Nothing but the lines from the start of the entries through the line containing "assert_eq!(scrubbed.matches(REDACTION_MARKER).count(), 2);" should appear in the answer, each given exactly.

Stored data
⁂

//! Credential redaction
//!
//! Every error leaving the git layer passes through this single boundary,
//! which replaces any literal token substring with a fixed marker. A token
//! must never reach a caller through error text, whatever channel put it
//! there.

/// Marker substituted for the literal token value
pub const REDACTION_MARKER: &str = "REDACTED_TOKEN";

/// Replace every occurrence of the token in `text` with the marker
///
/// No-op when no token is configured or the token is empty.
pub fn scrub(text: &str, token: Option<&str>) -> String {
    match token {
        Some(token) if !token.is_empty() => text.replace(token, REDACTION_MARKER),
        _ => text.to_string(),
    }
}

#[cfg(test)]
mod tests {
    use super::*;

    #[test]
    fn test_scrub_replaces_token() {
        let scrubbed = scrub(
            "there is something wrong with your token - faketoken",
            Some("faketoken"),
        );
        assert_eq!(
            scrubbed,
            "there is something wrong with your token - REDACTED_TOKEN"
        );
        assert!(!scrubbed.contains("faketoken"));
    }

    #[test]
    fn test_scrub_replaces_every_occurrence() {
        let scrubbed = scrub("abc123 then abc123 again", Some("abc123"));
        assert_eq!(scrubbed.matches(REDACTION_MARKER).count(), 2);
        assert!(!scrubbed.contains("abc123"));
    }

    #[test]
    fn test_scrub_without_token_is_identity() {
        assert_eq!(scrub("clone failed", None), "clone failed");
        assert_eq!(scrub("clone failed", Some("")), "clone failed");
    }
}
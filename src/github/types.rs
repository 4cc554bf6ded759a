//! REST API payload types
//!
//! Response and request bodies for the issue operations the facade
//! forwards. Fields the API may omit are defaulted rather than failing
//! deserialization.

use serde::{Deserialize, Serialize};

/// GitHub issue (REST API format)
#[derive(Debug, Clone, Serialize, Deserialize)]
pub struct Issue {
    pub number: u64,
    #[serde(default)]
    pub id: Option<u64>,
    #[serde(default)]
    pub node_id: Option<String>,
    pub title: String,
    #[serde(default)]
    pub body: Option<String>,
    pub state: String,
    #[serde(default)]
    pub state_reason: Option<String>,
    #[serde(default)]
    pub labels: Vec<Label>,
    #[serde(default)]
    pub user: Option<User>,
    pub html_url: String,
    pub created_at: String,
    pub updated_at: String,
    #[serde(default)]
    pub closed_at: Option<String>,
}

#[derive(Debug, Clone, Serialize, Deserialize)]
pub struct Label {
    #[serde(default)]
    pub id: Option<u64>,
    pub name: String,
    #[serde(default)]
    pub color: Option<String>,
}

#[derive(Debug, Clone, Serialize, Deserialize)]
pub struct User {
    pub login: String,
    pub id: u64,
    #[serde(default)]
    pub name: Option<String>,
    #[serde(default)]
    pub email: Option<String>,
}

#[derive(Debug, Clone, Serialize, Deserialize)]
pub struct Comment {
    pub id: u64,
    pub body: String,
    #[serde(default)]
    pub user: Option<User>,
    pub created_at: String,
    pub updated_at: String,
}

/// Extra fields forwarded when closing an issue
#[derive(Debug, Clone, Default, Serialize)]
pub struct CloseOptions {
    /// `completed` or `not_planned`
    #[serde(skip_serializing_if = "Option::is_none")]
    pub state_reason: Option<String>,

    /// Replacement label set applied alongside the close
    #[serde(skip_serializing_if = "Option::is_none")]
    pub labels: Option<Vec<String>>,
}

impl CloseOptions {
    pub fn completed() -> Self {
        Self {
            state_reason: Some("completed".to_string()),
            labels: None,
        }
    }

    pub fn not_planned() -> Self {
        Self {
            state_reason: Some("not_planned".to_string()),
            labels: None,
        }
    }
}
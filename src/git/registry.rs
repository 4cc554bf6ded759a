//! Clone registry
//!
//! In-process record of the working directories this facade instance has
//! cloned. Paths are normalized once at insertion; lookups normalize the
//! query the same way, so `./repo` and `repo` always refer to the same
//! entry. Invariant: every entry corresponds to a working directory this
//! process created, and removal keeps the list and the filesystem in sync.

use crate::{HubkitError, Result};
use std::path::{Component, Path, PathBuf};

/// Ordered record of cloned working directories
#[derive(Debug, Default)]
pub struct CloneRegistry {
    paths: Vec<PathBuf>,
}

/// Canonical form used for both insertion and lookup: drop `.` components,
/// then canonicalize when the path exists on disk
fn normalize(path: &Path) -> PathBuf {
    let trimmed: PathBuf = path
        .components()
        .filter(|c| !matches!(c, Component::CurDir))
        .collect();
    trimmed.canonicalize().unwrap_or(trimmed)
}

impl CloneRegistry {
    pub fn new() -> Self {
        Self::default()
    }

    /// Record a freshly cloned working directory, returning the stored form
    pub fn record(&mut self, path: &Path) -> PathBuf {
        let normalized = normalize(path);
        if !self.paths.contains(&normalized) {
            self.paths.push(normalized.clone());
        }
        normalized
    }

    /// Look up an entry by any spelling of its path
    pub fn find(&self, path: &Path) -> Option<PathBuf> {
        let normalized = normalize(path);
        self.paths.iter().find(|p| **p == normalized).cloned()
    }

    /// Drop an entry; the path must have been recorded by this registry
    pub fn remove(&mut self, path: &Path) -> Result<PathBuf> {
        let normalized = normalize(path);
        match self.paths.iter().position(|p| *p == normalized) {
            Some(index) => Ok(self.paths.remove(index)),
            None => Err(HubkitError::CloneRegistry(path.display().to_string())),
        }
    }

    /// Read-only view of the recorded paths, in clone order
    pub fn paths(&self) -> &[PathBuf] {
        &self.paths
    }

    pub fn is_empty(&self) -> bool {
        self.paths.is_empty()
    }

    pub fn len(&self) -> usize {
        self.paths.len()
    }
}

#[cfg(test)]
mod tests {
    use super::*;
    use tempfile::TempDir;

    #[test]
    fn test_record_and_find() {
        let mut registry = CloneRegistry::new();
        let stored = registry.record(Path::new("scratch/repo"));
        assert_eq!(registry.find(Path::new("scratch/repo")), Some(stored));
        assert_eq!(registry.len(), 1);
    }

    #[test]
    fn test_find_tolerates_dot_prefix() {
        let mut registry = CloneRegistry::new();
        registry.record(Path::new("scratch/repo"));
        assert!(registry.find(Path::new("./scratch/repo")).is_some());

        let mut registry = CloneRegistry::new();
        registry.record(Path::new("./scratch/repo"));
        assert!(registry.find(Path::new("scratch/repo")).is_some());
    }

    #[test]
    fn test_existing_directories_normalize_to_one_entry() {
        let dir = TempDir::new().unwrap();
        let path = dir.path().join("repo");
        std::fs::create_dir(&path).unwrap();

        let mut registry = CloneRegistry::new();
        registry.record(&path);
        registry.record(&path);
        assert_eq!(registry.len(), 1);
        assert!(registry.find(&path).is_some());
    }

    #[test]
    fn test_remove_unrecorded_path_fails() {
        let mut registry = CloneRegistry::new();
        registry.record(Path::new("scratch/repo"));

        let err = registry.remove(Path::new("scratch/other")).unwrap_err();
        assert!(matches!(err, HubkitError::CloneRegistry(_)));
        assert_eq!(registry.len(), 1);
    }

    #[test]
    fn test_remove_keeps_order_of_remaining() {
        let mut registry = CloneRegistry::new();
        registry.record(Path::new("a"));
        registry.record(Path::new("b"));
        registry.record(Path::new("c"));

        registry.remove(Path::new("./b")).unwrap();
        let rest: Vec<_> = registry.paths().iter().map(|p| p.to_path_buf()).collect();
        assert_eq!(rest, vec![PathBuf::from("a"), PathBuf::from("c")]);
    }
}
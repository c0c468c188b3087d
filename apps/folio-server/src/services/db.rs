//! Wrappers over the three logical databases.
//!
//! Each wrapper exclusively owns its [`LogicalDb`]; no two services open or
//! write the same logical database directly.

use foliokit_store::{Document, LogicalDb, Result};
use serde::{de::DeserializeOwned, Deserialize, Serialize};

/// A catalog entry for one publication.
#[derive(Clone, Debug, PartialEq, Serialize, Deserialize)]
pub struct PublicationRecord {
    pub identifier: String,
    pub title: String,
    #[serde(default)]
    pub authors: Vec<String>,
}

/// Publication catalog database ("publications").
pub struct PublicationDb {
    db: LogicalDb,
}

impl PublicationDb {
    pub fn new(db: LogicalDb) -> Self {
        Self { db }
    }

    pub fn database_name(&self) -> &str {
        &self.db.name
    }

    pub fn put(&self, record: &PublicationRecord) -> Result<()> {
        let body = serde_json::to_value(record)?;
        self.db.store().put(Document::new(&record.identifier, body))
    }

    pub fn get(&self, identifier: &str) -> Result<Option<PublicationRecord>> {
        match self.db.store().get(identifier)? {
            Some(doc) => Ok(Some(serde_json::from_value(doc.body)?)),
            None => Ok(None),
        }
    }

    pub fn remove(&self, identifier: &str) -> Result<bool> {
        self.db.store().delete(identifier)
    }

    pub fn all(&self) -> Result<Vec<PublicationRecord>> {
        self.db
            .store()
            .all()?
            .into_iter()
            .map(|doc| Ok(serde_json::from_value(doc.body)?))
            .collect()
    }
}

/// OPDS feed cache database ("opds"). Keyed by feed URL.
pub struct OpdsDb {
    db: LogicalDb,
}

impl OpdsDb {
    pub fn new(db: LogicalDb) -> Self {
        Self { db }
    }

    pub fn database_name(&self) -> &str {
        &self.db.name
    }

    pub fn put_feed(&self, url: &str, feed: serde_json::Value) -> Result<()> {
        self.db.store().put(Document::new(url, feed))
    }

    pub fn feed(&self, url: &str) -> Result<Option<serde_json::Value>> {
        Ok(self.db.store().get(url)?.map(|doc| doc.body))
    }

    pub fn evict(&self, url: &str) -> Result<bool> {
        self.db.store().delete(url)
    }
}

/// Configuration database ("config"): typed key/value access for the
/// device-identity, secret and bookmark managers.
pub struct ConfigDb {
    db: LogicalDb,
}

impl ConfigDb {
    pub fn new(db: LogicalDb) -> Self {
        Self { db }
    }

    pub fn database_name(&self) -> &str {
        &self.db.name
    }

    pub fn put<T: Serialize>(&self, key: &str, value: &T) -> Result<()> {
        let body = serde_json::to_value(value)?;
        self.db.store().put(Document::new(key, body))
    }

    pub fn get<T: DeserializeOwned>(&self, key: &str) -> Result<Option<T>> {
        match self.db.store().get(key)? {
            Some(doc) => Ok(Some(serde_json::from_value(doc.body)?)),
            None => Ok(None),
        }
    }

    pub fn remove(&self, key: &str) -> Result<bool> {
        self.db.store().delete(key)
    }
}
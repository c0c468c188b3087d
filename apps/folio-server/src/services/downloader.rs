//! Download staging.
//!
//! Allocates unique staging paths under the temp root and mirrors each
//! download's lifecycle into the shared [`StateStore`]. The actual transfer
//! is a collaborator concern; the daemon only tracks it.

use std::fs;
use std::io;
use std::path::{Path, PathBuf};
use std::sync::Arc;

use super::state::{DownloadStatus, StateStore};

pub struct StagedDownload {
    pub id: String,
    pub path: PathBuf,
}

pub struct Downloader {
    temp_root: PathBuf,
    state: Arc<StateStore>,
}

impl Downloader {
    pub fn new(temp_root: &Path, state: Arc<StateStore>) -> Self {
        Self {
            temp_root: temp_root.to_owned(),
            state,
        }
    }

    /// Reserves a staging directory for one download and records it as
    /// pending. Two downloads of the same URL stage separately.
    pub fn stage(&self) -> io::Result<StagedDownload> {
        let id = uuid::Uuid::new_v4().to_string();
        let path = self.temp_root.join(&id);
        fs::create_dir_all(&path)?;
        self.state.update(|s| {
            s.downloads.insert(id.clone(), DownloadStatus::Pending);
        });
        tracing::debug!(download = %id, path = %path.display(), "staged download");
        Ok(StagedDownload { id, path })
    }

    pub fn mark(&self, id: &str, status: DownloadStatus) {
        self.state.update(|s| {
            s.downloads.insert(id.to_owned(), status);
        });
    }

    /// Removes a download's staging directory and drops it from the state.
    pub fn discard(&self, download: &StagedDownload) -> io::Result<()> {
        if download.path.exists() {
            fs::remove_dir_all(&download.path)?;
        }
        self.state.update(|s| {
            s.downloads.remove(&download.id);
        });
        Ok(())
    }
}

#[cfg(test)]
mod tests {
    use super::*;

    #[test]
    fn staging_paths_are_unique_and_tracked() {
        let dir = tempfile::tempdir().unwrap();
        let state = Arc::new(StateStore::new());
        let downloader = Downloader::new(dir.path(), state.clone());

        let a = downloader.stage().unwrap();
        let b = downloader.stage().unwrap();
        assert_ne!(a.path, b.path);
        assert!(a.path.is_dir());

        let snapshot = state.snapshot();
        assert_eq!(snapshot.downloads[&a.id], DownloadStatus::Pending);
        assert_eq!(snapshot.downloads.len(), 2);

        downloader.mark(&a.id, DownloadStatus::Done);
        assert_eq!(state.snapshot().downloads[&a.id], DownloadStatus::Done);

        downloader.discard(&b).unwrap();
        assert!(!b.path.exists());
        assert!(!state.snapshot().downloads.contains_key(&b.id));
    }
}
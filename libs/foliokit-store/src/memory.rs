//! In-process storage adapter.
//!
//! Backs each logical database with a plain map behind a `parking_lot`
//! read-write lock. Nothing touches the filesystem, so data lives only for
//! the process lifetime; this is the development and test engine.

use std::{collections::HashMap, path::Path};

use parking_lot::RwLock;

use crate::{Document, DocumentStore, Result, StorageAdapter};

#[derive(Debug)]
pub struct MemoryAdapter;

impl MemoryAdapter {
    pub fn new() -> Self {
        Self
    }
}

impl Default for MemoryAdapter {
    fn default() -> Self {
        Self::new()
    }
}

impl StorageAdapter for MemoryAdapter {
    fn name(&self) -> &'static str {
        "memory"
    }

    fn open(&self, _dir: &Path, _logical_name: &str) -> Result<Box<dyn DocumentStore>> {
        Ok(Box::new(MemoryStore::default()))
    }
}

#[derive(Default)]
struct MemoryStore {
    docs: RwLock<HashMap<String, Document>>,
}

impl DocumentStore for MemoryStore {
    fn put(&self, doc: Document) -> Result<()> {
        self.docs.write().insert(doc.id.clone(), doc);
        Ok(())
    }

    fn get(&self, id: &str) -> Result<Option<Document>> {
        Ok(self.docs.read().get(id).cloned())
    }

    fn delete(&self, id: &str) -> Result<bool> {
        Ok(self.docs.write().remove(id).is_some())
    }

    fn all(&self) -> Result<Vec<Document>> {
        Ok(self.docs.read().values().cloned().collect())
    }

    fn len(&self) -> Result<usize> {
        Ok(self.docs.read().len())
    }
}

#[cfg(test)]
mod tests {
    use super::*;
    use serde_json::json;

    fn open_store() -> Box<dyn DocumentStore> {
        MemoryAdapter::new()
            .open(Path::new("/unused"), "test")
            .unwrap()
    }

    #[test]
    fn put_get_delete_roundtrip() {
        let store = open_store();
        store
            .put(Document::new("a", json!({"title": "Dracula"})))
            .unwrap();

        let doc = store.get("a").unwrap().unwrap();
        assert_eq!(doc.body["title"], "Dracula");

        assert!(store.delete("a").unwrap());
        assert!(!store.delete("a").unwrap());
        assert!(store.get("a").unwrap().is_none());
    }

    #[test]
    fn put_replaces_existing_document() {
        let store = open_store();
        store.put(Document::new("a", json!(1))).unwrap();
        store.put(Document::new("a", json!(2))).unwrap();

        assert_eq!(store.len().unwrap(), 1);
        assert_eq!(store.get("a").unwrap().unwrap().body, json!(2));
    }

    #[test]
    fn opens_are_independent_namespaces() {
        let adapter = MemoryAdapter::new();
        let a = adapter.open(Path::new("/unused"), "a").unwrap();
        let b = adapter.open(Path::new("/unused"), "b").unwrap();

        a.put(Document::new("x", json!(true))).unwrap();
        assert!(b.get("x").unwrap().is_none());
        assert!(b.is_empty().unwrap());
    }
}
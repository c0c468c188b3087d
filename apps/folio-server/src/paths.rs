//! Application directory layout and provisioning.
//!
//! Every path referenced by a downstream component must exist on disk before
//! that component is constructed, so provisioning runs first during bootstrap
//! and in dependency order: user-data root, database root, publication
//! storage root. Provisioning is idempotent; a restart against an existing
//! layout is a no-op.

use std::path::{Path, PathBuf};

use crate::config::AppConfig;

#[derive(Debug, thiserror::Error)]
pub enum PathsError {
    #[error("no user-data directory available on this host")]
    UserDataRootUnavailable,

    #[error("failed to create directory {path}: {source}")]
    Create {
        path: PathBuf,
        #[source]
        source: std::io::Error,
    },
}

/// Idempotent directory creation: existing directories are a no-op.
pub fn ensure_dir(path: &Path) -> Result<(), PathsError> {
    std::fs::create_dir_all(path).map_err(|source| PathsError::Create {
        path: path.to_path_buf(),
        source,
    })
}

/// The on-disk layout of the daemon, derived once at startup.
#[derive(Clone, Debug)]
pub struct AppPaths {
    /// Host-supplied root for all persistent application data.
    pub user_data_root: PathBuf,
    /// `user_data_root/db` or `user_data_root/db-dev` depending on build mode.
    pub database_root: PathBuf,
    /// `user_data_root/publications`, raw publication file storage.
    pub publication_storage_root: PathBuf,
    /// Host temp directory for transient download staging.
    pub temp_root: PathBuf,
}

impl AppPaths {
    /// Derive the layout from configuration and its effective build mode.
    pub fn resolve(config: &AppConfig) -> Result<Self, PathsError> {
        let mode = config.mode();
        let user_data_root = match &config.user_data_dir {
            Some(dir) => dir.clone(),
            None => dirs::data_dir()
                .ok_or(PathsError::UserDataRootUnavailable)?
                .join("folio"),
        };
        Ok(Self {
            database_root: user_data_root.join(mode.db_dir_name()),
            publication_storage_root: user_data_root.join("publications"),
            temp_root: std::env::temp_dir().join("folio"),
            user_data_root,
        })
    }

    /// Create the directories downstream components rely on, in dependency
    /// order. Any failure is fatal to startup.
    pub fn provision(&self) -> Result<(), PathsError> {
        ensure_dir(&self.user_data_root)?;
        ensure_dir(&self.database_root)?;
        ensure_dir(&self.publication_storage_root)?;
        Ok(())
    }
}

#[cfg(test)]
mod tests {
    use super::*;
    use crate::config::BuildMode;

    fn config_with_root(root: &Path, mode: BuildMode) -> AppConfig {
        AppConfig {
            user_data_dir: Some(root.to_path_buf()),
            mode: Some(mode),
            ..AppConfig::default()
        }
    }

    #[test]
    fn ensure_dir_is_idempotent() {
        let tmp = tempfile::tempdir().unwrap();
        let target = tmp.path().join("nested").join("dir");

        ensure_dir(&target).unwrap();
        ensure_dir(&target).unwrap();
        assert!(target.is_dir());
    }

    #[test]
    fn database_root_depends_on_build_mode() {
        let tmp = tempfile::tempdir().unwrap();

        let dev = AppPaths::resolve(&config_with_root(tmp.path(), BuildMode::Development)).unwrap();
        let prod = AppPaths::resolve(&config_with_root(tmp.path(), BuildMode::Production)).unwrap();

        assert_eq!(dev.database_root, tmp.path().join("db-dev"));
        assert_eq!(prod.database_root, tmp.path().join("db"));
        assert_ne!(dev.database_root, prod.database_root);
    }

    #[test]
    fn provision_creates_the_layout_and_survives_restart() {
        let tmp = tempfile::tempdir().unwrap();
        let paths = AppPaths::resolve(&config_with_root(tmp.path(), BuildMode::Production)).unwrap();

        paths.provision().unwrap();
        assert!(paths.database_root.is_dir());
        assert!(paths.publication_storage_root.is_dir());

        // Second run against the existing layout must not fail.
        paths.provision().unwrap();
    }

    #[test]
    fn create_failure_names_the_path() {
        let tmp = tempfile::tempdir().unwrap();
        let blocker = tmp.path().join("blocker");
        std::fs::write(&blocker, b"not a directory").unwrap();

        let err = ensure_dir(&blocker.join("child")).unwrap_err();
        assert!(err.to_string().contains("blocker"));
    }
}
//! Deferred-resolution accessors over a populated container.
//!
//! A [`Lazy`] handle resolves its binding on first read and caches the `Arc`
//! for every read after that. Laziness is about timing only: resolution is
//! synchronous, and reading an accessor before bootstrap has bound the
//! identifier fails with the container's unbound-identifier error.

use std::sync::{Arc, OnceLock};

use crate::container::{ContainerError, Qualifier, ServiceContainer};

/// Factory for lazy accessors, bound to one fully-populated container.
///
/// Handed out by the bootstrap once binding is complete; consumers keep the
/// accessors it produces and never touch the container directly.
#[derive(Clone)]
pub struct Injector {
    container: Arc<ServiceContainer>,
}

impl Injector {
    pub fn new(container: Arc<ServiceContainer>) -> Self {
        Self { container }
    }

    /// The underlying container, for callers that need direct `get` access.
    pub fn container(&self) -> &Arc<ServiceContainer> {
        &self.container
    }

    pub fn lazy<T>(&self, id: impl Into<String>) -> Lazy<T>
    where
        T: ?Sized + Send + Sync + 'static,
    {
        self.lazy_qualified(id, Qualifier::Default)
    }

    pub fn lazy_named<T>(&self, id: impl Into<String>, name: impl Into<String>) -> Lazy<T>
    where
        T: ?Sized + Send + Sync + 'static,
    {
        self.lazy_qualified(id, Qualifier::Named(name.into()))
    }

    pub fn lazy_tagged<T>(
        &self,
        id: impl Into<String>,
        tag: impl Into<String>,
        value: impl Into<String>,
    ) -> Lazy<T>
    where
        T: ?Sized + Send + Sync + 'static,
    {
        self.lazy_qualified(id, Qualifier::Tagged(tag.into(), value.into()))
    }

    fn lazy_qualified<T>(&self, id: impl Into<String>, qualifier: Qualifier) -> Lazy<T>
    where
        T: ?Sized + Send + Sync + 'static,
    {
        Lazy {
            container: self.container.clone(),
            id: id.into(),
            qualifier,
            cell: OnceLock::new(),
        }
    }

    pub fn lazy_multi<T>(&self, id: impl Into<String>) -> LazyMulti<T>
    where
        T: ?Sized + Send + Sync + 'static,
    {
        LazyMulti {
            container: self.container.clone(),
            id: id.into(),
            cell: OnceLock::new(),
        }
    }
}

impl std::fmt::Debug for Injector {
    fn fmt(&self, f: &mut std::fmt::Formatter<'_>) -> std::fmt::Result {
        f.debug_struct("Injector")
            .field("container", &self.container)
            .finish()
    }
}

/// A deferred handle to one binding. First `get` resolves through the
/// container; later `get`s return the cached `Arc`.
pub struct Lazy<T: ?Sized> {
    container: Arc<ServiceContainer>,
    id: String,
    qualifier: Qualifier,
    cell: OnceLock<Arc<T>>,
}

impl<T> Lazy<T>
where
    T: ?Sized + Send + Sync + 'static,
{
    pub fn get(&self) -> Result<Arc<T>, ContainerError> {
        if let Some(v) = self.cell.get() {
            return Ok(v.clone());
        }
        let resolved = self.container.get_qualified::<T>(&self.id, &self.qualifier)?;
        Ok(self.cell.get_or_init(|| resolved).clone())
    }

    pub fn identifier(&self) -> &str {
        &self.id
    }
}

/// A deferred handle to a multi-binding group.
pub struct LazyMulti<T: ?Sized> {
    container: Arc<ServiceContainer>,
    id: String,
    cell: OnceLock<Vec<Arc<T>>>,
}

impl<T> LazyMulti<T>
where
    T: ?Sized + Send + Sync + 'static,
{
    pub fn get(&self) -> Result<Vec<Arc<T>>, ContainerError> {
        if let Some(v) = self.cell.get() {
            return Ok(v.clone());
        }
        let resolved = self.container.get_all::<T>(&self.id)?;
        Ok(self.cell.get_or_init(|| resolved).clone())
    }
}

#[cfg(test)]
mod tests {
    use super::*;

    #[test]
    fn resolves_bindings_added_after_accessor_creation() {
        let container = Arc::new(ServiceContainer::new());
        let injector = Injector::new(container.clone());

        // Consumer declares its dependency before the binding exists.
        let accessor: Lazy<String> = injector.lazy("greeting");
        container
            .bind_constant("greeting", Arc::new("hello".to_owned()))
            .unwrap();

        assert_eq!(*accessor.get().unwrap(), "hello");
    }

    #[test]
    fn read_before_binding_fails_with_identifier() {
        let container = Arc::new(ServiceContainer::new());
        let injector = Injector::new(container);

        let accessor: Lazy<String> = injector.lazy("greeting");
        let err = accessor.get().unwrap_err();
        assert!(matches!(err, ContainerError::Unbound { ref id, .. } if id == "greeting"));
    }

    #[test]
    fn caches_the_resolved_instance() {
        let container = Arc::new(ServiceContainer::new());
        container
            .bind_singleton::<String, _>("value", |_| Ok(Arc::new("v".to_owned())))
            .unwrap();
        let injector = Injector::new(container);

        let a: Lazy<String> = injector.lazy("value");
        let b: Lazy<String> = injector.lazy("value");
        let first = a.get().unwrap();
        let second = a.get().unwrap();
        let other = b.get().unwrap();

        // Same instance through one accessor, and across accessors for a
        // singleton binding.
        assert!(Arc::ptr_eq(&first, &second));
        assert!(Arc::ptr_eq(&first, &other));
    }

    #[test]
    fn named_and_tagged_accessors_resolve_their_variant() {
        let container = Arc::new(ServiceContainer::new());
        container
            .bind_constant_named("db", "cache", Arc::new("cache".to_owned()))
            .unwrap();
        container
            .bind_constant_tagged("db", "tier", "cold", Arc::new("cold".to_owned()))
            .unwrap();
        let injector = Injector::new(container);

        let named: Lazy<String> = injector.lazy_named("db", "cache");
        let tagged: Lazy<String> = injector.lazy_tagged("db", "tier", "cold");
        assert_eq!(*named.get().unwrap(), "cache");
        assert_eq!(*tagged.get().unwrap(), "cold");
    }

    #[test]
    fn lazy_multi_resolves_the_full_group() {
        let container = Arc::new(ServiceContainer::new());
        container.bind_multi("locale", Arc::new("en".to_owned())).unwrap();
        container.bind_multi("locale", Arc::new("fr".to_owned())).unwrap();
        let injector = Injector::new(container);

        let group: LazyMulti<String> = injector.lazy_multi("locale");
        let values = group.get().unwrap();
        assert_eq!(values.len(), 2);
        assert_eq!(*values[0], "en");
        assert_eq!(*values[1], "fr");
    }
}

⁂

[Written answer]
//! Credential redaction
//!
//! Every error leaving the git layer passes through this single boundary,
//! which replaces any literal token substring with a fixed marker. A token
//! must never reach a caller through error text, whatever channel put it
//! there.

/// Marker substituted for the literal token value
pub const REDACTION_MARKER: &str = "REDACTED_TOKEN";

/// Replace every occurrence of the token in `text` with the marker
///
/// No-op when no token is configured or the token is empty.
pub fn scrub(text: &str, token: Option<&str>) -> String {
    match token {
        Some(token) if !token.is_empty() => text.replace(token, REDACTION_MARKER),
        _ => text.to_string(),
    }
}

#[cfg(test)]
mod tests {
    use super::*;

    #[test]
    fn test_scrub_replaces_token() {
        let scrubbed = scrub(
            "there is something wrong with your token - faketoken",
            Some("faketoken"),
        );
        assert_eq!(
            scrubbed,
            "there is something wrong with your token - REDACTED_TOKEN"
        );
        assert!(!scrubbed.contains("faketoken"));
    }

    #[test]
    fn test_scrub_replaces_every_occurrence() {
        let scrubbed = scrub("abc123 then abc123 again", Some("abc123"));
        assert_eq!(scrubbed.matches(REDACTION_MARKER).count(), 2);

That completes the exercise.